- **REQUIRED WORK**:
Records follow. Pull out every line that contains "List".
··· RECORDS FOR THIS TASK
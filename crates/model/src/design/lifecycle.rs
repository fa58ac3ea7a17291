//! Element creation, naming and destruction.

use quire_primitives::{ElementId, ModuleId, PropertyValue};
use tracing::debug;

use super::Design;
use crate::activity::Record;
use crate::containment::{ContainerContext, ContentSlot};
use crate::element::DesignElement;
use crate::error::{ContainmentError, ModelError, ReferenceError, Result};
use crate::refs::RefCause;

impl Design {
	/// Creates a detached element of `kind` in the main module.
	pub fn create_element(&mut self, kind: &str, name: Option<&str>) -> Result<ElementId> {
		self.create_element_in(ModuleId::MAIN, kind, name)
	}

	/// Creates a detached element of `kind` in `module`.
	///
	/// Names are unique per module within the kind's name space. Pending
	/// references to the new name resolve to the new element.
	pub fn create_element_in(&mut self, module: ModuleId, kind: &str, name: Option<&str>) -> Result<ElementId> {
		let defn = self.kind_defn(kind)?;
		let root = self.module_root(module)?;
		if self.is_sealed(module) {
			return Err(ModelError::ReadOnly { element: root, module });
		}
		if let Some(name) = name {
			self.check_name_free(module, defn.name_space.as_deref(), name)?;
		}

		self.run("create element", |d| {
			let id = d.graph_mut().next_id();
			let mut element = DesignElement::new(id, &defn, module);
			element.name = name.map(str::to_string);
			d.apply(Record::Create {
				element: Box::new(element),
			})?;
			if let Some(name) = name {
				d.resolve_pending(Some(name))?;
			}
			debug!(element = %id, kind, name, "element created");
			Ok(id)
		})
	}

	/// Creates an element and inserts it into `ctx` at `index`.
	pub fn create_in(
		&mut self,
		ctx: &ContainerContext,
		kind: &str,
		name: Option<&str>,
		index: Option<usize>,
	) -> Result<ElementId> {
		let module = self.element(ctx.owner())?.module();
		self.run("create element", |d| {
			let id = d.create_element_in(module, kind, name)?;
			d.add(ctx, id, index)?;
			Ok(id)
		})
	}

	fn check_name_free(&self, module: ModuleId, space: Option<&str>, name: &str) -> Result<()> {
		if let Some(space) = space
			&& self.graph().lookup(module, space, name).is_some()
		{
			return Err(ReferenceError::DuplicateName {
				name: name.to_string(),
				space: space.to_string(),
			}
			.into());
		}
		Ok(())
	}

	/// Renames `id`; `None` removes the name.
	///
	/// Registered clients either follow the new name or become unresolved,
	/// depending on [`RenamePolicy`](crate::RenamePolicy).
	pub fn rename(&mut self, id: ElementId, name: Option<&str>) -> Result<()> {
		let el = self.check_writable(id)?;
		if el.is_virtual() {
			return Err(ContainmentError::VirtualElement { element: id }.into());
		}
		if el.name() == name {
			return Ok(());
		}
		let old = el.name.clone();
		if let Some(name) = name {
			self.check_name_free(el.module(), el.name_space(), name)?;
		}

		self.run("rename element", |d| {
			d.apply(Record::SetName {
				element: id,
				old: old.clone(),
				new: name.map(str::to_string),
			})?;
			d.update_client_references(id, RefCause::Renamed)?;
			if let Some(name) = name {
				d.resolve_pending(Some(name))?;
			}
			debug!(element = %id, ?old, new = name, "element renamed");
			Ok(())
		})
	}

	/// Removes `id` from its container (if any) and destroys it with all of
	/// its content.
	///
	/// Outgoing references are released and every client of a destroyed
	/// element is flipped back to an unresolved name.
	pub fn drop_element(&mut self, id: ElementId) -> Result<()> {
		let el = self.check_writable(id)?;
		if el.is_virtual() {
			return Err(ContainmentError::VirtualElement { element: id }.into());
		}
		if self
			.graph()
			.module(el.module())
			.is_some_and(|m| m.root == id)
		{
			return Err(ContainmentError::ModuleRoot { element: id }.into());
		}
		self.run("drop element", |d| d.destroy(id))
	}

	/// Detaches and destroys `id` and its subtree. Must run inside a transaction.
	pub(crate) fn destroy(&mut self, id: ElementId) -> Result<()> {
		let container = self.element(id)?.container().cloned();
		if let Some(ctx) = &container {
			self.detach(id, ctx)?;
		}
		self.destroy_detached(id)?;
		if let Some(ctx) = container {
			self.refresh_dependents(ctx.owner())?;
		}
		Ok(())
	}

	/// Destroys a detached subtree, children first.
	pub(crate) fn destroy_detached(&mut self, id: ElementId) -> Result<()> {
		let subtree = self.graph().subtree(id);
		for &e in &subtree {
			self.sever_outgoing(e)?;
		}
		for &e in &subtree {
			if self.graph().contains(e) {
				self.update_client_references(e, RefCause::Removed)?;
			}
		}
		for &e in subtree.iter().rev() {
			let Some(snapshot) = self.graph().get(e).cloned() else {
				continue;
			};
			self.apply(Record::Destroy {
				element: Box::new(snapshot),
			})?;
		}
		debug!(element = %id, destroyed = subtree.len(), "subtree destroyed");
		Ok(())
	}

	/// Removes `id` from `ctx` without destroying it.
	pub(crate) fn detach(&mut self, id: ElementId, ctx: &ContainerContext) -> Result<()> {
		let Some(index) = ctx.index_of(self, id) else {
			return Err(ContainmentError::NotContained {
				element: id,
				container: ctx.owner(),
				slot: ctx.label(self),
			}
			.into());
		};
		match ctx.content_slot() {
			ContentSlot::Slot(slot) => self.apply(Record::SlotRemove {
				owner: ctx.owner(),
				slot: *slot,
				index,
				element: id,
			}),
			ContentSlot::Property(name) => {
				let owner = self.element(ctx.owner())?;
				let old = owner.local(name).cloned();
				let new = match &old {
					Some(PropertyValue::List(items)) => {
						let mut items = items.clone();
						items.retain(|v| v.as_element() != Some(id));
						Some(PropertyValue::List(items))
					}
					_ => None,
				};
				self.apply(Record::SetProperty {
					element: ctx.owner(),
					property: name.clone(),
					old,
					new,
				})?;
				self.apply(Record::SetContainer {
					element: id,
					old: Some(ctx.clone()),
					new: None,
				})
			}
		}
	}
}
······
- **EXPECTED ANSWER**:
					Some(PropertyValue::List(items)) => {
						Some(PropertyValue::List(items))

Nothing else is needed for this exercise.